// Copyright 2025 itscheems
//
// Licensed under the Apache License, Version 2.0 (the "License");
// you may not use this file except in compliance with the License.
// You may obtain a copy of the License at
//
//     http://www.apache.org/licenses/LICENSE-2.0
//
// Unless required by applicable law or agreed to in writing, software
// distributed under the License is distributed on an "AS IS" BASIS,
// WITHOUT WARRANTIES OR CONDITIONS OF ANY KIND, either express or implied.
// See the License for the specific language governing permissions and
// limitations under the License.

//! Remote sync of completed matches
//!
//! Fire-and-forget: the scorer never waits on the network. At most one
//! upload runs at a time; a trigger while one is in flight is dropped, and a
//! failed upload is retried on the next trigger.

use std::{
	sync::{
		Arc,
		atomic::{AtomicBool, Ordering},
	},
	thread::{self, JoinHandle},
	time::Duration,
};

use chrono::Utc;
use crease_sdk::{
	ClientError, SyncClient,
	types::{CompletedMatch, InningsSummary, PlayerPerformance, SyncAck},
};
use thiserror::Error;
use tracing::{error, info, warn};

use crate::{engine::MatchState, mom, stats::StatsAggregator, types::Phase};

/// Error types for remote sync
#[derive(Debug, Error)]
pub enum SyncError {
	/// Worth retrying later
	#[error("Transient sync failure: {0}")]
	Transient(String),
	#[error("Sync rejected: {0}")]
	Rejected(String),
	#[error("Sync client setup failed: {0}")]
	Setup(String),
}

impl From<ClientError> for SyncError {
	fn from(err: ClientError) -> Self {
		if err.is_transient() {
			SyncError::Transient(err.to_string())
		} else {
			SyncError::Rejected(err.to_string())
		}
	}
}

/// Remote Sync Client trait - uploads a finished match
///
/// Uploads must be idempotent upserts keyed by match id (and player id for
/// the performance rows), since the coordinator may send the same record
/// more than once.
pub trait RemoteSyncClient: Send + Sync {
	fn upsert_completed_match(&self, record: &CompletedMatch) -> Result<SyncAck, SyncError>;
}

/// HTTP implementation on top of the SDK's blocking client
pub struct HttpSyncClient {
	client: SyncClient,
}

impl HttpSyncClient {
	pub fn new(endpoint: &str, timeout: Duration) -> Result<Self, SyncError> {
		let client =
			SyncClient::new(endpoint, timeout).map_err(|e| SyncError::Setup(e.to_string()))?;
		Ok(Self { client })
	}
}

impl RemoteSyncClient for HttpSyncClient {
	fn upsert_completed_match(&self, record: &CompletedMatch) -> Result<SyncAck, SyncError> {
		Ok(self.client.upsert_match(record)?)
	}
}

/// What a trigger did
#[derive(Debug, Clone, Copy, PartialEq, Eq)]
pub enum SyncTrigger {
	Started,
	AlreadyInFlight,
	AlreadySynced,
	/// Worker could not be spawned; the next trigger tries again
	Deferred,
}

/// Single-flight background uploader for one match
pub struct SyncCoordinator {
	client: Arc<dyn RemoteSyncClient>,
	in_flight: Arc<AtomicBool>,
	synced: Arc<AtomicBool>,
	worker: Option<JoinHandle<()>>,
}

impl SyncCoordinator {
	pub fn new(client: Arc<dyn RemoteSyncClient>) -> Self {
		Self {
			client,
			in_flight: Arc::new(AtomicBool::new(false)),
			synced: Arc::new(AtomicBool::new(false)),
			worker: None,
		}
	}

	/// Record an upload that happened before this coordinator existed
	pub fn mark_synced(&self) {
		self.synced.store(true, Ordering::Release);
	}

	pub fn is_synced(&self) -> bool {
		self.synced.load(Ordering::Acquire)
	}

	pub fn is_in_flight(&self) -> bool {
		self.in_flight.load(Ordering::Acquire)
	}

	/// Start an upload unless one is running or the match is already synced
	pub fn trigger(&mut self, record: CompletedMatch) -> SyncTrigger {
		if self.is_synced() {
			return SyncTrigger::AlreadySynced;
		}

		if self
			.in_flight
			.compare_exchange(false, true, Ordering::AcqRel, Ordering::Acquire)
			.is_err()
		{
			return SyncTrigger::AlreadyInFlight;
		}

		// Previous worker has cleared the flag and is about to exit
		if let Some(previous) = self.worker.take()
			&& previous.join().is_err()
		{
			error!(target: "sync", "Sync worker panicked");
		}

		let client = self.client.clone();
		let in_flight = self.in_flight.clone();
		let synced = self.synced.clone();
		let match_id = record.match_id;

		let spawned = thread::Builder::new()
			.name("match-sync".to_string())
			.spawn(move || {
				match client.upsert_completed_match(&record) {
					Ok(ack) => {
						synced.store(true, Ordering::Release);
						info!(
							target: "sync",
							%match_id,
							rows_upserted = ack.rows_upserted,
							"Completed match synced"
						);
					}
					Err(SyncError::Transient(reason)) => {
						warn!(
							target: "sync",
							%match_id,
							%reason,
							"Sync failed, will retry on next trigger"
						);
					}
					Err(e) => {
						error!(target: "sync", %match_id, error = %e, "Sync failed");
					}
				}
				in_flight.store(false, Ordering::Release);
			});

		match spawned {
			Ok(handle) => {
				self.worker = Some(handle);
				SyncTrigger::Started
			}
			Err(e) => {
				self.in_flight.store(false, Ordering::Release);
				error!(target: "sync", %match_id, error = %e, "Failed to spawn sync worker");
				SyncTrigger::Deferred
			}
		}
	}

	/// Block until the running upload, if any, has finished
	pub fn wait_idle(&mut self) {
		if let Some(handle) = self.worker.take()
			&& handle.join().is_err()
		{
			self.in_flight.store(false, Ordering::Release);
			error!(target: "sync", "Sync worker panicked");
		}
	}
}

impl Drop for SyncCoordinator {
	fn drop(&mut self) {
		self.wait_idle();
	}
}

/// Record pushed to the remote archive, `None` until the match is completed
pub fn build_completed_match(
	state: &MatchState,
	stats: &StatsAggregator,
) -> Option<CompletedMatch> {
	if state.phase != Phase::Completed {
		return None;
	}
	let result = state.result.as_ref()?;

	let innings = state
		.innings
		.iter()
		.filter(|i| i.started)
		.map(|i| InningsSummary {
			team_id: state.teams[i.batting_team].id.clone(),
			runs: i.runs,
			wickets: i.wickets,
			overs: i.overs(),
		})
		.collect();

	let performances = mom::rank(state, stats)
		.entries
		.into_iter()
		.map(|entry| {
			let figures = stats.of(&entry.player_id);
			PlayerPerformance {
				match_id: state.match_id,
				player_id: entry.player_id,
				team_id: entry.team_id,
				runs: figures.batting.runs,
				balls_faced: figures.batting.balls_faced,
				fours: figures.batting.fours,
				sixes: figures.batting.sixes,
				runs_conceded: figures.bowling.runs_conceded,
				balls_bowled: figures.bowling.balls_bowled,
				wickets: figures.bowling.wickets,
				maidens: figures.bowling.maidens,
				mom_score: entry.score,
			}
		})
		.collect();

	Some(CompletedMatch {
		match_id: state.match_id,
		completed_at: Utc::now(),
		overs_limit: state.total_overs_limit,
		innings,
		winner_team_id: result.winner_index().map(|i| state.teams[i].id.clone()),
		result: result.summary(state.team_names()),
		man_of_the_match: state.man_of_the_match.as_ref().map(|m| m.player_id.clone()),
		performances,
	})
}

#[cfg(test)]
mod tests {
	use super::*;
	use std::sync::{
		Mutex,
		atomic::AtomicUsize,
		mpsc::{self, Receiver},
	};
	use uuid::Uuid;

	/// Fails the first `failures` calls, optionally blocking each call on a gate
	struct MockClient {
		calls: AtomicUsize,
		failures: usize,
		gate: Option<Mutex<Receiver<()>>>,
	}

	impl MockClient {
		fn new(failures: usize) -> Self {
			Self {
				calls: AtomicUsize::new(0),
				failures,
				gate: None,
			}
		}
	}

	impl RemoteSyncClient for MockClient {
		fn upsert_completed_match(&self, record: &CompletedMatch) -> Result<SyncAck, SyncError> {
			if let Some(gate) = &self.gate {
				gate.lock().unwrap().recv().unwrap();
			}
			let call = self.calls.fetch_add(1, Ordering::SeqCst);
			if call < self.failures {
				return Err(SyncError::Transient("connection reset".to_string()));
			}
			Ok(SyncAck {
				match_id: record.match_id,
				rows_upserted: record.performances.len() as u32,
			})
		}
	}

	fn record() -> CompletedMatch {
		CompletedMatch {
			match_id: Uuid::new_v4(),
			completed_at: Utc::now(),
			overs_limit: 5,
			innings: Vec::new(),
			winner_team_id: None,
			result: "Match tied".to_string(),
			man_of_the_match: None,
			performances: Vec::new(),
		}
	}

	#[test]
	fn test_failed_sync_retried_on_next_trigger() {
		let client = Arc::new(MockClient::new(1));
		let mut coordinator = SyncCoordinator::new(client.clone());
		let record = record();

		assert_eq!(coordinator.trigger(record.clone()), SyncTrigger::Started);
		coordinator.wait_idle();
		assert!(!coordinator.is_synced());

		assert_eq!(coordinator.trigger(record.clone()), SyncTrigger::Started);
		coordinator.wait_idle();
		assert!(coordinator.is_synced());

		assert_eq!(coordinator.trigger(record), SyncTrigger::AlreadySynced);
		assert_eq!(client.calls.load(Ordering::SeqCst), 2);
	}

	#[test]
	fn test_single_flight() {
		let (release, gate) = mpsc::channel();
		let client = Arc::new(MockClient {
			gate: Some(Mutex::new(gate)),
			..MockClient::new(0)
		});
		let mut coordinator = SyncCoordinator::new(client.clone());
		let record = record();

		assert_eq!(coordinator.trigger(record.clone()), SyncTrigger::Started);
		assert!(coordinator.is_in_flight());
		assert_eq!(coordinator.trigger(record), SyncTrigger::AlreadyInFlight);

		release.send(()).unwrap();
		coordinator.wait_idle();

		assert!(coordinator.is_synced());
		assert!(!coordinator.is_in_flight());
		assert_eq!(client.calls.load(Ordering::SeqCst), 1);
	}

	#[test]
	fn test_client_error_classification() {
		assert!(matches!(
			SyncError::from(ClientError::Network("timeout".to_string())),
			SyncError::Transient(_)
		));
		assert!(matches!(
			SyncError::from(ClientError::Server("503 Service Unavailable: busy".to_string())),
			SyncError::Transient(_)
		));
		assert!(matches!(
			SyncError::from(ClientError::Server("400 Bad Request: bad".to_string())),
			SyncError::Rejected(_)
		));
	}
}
· · · ·
**Your assignment**
Copy out each line of the entries where the word "spawned" is found.

**Your response**
	/// Worker could not be spawned; the next trigger tries again
		let spawned = thread::Builder::new()
		match spawned {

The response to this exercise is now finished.